Over the years, the conventional military balance on the Peninsula has shifted against North Korea. US and South Korean forces have modernised and strengthened their military capabilities, while North Korea’s forces suffer from economic deprivation, obsolete equipment, poor maintenance and inadequate training. As a result, the credibility of North Korea’s threat to invade South Korea using forward-deployed forces near the Demilitarised Zone (DMZ) has diminished. With superior air power and munitions, and fighting from prepared defensive positions, US and South Korean forces stand a good chance of stopping a North Korean offensive before it could capture Seoul. In the end, North Korea could not invade the South without inviting a fatal counter attack from the US and South Korea, supported by Japan.

 

At the same time, Pyongyang’s conventional forces are sufficiently strong to make an allied invasion to overthrow North Korea’s regime an extremely unattractive option.
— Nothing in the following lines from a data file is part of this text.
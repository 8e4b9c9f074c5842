use std::time::Duration;

use async_trait::async_trait;
use log::{debug, warn};
use qdesk_core::assistant::{AssistantBackend, IndexRecommendation, QuerySuggestion};
use qdesk_core::auth::{AuthBackend, AuthToken, Credentials, LoginResponse, NewAccount};
use qdesk_core::connection_manager::{
    ConnectAck, ConnectionBackend, ConnectionDescriptor, SampleDatabase,
};
use qdesk_core::error::BackendError;
use qdesk_core::query_library::{HistoryEntry, NewSavedQuery, QueryLibraryBackend, SavedQuery};
use qdesk_core::query_runner::{QueryBackend, QueryRequest, RunResponse};
use qdesk_core::schema_cache::{ErDiagram, SchemaBackend, SchemaSnapshot};
use qdesk_core::settings::Settings;
use reqwest::{RequestBuilder, StatusCode, Url};
use serde::de::DeserializeOwned;
use serde::Serialize;
use serde_json::json;
use thiserror::Error;

use crate::wire::{
    ConnectResponseBody, ConnectionPayload, CreateDatabaseBody, DatabasesResponseBody,
    ErDiagramResponseBody, ErrorBody, ExplainResponseBody, HistoryEntryBody, LoginBody,
    LoginResponseBody, MessageBody, QueryBody, RecommendationsResponseBody, RegisterBody,
    RunRequestBody, RunResponseBody, SampleResponseBody, SaveQueryBody, SaveResponseBody,
    SavedQueryBody, SchemaResponseBody, SuggestBody, SuggestResponseBody,
};

pub const USER_AGENT: &str = concat!("qdesk/", env!("CARGO_PKG_VERSION"));
const CONNECT_TIMEOUT: Duration = Duration::from_secs(30);

#[derive(Debug, Error)]
pub enum HttpBackendError {
    #[error("invalid API base URL `{url}`: {message}")]
    InvalidBaseUrl { url: String, message: String },
    #[error("failed to build HTTP client: {0}")]
    Client(#[source] reqwest::Error),
}

/// JSON-over-HTTP implementation of every backend seam. Clones share the
/// connection pool and the bearer token slot.
#[derive(Debug, Clone)]
pub struct HttpBackend {
    client: reqwest::Client,
    base_url: Url,
    token: AuthToken,
}

impl HttpBackend {
    pub fn new(
        base_url: &str,
        token: AuthToken,
        timeout: Option<Duration>,
    ) -> Result<Self, HttpBackendError> {
        let base_url = parse_base_url(base_url)?;

        let mut builder = reqwest::Client::builder()
            .user_agent(USER_AGENT)
            .connect_timeout(CONNECT_TIMEOUT);
        if let Some(timeout) = timeout {
            builder = builder.timeout(timeout);
        }
        let client = builder.build().map_err(HttpBackendError::Client)?;

        Ok(Self {
            client,
            base_url,
            token,
        })
    }

    pub fn from_settings(settings: &Settings, token: AuthToken) -> Result<Self, HttpBackendError> {
        Self::new(&settings.api_url, token, settings.request_timeout())
    }

    #[must_use]
    pub fn base_url(&self) -> &Url {
        &self.base_url
    }

    #[must_use]
    pub fn token(&self) -> &AuthToken {
        &self.token
    }

    fn endpoint(&self, path: &str) -> Result<Url, BackendError> {
        self.base_url
            .join(path)
            .map_err(|error| BackendError::transport(format!("invalid endpoint `{path}`: {error}")))
    }

    async fn get_json<T: DeserializeOwned>(&self, path: &str) -> Result<T, BackendError> {
        let url = self.endpoint(path)?;
        let (_, body) = self.execute(self.client.get(url), path).await?;
        decode(path, &body)
    }

    async fn post_json<B, T>(&self, path: &str, payload: &B) -> Result<T, BackendError>
    where
        B: Serialize + ?Sized + Sync,
        T: DeserializeOwned,
    {
        let (_, body) = self.post_raw(path, payload).await?;
        decode(path, &body)
    }

    async fn post_raw<B>(&self, path: &str, payload: &B) -> Result<(u16, Vec<u8>), BackendError>
    where
        B: Serialize + ?Sized + Sync,
    {
        let url = self.endpoint(path)?;
        self.execute(self.client.post(url).json(payload), path).await
    }

    /// Sends the request and maps every non-2xx answer to a `BackendError`.
    /// Returns the status and raw body of successful responses.
    async fn execute(
        &self,
        request: RequestBuilder,
        path: &str,
    ) -> Result<(u16, Vec<u8>), BackendError> {
        let request = match self.token.get() {
            Some(token) => request.bearer_auth(token),
            None => request,
        };

        debug!("sending request to `{path}`");
        let response = request
            .send()
            .await
            .map_err(|error| BackendError::transport(format!("request to `{path}` failed: {error}")))?;
        let status = response.status();
        let body = response
            .bytes()
            .await
            .map_err(|error| {
                BackendError::transport(format!("failed to read response from `{path}`: {error}"))
            })?
            .to_vec();
        debug!("`{path}` answered {status}");

        if status == StatusCode::UNAUTHORIZED && self.token.is_set() {
            warn!("bearer token rejected by `{path}`, clearing it");
            self.token.clear();
        }

        if status.is_success() {
            return Ok((status.as_u16(), body));
        }
        Err(error_from_response(status, &body))
    }
}

fn parse_base_url(raw: &str) -> Result<Url, HttpBackendError> {
    let trimmed = raw.trim();
    let normalized = if trimmed.ends_with('/') {
        trimmed.to_string()
    } else {
        format!("{trimmed}/")
    };

    let url = Url::parse(&normalized).map_err(|error| HttpBackendError::InvalidBaseUrl {
        url: raw.to_string(),
        message: error.to_string(),
    })?;
    if url.cannot_be_a_base() {
        return Err(HttpBackendError::InvalidBaseUrl {
            url: raw.to_string(),
            message: "URL cannot be used as a base".to_string(),
        });
    }
    Ok(url)
}

fn error_from_response(status: StatusCode, body: &[u8]) -> BackendError {
    serde_json::from_slice::<ErrorBody>(body)
        .ok()
        .and_then(ErrorBody::into_message)
        .map_or_else(
            || BackendError::transport(format!("API Error: {}", status.as_u16())),
            |message| BackendError::server(status.as_u16(), message),
        )
}

fn decode<T: DeserializeOwned>(path: &str, body: &[u8]) -> Result<T, BackendError> {
    serde_json::from_slice(body).map_err(|error| {
        BackendError::transport(format!("unexpected response from `{path}`: {error}"))
    })
}

#[async_trait]
impl ConnectionBackend for HttpBackend {
    async fn connect(&self, descriptor: &ConnectionDescriptor) -> Result<ConnectAck, BackendError> {
        let (status, body) = self
            .post_raw("connect/", &ConnectionPayload::from(descriptor))
            .await?;
        decode::<ConnectResponseBody>("connect/", &body)?.into_ack(status)
    }

    async fn disconnect(&self) -> Result<(), BackendError> {
        self.post_raw("disconnect/", &json!({})).await.map(|_| ())
    }

    async fn load_sample_database(&self) -> Result<SampleDatabase, BackendError> {
        let body: SampleResponseBody = self.post_json("load-sample-db/", &json!({})).await?;
        Ok(body.into())
    }
}

#[async_trait]
impl QueryBackend for HttpBackend {
    async fn run_query(&self, request: &QueryRequest) -> Result<RunResponse, BackendError> {
        let body: RunResponseBody = self
            .post_json("queries/run/", &RunRequestBody::from(request))
            .await?;
        Ok(body.into())
    }
}

#[async_trait]
impl SchemaBackend for HttpBackend {
    async fn fetch_schema(&self) -> Result<SchemaSnapshot, BackendError> {
        let body: SchemaResponseBody = self.get_json("schema/").await?;
        Ok(body.into())
    }

    async fn fetch_er_diagram(&self) -> Result<ErDiagram, BackendError> {
        let body: ErDiagramResponseBody = self.get_json("er-diagram/").await?;
        Ok(body.into())
    }
}

#[async_trait]
impl AssistantBackend for HttpBackend {
    async fn explain(&self, query: &str) -> Result<serde_json::Value, BackendError> {
        let body: ExplainResponseBody = self
            .post_json("queries/explain/", &QueryBody { query })
            .await?;
        Ok(body.plan)
    }

    async fn recommend_indexes(
        &self,
        query: &str,
    ) -> Result<Vec<IndexRecommendation>, BackendError> {
        let body: RecommendationsResponseBody = self
            .post_json("queries/recommend-indexes/", &QueryBody { query })
            .await?;
        Ok(body.recommendations.into_iter().map(Into::into).collect())
    }

    async fn suggest(&self, prompt: &str) -> Result<QuerySuggestion, BackendError> {
        let body: SuggestResponseBody = self
            .post_json(
                "ai/query_suggest/",
                &SuggestBody {
                    prompt,
                    query: prompt,
                },
            )
            .await?;
        Ok(body.into())
    }
}

#[async_trait]
impl QueryLibraryBackend for HttpBackend {
    async fn fetch_history(&self) -> Result<Vec<HistoryEntry>, BackendError> {
        let body: Vec<HistoryEntryBody> = self.get_json("queries/history/").await?;
        Ok(body.into_iter().map(Into::into).collect())
    }

    async fn save_query(&self, query: &NewSavedQuery) -> Result<Option<i64>, BackendError> {
        let body: SaveResponseBody = self
            .post_json("queries/save/", &SaveQueryBody::from(query))
            .await?;
        Ok(body.id)
    }

    async fn fetch_saved_queries(&self) -> Result<Vec<SavedQuery>, BackendError> {
        let body: Vec<SavedQueryBody> = self.get_json("queries/saved/").await?;
        Ok(body.into_iter().map(Into::into).collect())
    }

    async fn list_databases(&self) -> Result<Vec<String>, BackendError> {
        let body: DatabasesResponseBody = self.get_json("databases/list/").await?;
        Ok(body.databases)
    }

    async fn create_database(&self, name: &str) -> Result<Option<String>, BackendError> {
        let body: MessageBody = self
            .post_json("databases/create/", &CreateDatabaseBody { name })
            .await?;
        Ok(body.into_message())
    }
}

#[async_trait]
impl AuthBackend for HttpBackend {
    async fn login(&self, credentials: &Credentials) -> Result<LoginResponse, BackendError> {
        let (status, body) = self
            .post_raw(
                "auth/login/",
                &LoginBody {
                    username: &credentials.username,
                    password: &credentials.password,
                },
            )
            .await?;
        decode::<LoginResponseBody>("auth/login/", &body)?.into_login(status)
    }

    async fn register(&self, account: &NewAccount) -> Result<Option<String>, BackendError> {
        let body: MessageBody = self
            .post_json("auth/register/", &RegisterBody::from(account))
            .await?;
        Ok(body.into_message())
    }
}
Even with outdated equipment, poor readiness and adverse living conditions, North Korean soldiers are seen as tough fighters. With its massed artillery near the DMZ, North Korea retains the ability to inflict heavy casualties and collateral damage on allied forces and civilians – North Korean forces may not be able to seize Seoul, but they can devastate it. In theory, US forces could carry out limited pre­emptive attacks to destroy known North Korean nuclear facilities and missile emplacements, but such an attack would be unlikely to destroy all secret facilities and hidden weapons, and would risk provoking North Korean retaliatory action that could trigger a catastrophic war. The possibility that North Korea has acquired nuclear, chemical and biological weapons makes the prospect of a general war even more difficult to contemplate. With its back against the wall, the North Korean regime might take desperate and even suicidal actions.